What you will do
Each line from the one that contains "<p>Active viewers: video" through the end of the entries should be repeated exactly, with nothing added.

[Saved entries]
********

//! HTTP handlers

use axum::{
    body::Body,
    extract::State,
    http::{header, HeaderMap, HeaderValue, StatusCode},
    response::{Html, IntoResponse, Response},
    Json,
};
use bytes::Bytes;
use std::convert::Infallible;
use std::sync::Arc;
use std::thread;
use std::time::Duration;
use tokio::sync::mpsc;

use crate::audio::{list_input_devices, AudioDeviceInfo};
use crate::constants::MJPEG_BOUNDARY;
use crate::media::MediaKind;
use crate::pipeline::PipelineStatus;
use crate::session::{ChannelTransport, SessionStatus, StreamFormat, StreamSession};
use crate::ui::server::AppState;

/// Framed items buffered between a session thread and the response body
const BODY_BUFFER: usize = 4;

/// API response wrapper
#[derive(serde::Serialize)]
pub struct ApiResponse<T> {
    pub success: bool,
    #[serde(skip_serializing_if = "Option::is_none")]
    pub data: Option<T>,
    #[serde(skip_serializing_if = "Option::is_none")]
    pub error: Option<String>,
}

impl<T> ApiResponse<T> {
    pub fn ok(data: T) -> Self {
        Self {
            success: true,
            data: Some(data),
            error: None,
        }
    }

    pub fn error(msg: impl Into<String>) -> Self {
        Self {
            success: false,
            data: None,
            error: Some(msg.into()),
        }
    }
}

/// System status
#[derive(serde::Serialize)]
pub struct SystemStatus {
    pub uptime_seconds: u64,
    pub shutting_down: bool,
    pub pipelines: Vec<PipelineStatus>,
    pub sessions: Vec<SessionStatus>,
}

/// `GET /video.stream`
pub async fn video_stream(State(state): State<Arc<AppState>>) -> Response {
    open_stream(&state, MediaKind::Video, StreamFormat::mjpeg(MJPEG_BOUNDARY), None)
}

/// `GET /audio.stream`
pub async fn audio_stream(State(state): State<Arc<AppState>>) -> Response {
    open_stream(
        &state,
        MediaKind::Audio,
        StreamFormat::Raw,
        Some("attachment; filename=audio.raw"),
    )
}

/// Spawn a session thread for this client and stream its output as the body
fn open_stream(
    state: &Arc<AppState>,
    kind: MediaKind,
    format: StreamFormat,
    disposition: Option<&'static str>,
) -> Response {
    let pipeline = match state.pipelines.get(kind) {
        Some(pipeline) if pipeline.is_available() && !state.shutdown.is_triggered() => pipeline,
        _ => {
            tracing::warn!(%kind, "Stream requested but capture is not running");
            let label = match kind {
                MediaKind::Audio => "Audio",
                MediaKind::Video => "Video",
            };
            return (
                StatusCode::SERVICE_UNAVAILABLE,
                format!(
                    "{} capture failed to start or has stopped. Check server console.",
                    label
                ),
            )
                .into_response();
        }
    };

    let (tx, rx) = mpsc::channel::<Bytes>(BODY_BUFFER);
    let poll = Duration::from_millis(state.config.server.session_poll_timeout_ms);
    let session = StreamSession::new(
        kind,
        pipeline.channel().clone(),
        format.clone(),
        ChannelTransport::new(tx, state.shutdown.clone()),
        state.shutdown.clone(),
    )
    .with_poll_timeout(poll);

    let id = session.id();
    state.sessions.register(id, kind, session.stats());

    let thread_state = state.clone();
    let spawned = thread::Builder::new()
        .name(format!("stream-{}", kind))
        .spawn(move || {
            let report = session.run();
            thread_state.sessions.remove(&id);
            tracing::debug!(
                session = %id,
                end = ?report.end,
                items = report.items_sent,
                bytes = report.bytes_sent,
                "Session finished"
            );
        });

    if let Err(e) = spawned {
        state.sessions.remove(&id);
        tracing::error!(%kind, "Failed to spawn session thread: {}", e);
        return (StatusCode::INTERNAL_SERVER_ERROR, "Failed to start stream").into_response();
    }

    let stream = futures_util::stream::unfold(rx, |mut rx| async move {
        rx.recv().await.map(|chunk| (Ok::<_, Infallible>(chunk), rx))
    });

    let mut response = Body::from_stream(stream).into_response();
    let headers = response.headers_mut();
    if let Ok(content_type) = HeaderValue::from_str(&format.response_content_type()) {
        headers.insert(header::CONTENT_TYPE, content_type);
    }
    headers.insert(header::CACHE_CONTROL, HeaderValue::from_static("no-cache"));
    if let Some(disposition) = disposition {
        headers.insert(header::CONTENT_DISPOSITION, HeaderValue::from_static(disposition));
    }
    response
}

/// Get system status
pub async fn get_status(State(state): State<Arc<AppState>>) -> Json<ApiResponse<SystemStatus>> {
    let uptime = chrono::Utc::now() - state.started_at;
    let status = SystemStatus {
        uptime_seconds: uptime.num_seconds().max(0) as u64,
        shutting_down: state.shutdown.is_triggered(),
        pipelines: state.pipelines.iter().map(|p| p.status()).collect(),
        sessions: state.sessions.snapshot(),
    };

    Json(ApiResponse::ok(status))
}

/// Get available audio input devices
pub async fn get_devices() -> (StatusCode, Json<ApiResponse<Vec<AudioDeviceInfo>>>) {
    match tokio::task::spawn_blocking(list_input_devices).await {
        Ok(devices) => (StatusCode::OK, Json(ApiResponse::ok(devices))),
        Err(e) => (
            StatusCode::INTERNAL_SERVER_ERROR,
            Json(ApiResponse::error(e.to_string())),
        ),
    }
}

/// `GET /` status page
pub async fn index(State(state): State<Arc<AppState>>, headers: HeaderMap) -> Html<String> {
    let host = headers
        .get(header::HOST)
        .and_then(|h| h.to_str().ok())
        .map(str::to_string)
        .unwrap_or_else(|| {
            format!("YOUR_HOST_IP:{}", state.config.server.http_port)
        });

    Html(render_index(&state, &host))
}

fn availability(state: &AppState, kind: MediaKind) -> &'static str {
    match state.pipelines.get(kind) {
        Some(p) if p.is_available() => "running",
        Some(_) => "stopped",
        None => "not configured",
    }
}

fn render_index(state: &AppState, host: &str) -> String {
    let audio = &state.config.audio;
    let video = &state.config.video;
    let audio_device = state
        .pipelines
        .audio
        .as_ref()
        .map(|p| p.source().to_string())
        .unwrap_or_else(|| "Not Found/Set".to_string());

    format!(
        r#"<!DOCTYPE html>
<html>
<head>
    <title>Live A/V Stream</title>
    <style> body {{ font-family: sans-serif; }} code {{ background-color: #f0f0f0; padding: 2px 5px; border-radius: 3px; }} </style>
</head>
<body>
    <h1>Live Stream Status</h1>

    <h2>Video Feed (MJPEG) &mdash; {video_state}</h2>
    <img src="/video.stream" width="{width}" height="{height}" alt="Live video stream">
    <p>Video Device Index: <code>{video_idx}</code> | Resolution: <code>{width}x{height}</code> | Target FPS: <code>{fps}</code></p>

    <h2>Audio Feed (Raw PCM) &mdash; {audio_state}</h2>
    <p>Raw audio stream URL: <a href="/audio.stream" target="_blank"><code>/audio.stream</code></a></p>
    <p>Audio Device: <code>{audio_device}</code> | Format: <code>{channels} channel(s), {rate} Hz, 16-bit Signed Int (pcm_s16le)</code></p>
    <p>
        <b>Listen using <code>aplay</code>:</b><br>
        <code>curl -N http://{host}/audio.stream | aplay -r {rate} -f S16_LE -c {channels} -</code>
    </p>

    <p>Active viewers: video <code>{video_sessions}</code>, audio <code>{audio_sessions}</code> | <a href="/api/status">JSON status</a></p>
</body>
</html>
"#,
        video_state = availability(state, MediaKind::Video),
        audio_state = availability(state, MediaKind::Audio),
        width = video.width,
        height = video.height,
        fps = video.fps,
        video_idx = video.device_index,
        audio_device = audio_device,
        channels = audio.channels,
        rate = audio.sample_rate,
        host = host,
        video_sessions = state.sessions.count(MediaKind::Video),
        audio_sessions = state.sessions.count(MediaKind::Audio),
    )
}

********

Answer for the task
    <p>Active viewers: video <code>{video_sessions}</code>, audio <code>{audio_sessions}</code> | <a href="/api/status">JSON status</a></p>
</body>
</html>
"#,
        video_state = availability(state, MediaKind::Video),
        audio_state = availability(state, MediaKind::Audio),
        width = video.width,
        height = video.height,
        fps = video.fps,
        video_idx = video.device_index,
        audio_device = audio_device,
        channels = audio.channels,
        rate = audio.sample_rate,
        host = host,
        video_sessions = state.sessions.count(MediaKind::Video),
        audio_sessions = state.sessions.count(MediaKind::Audio),
    )
}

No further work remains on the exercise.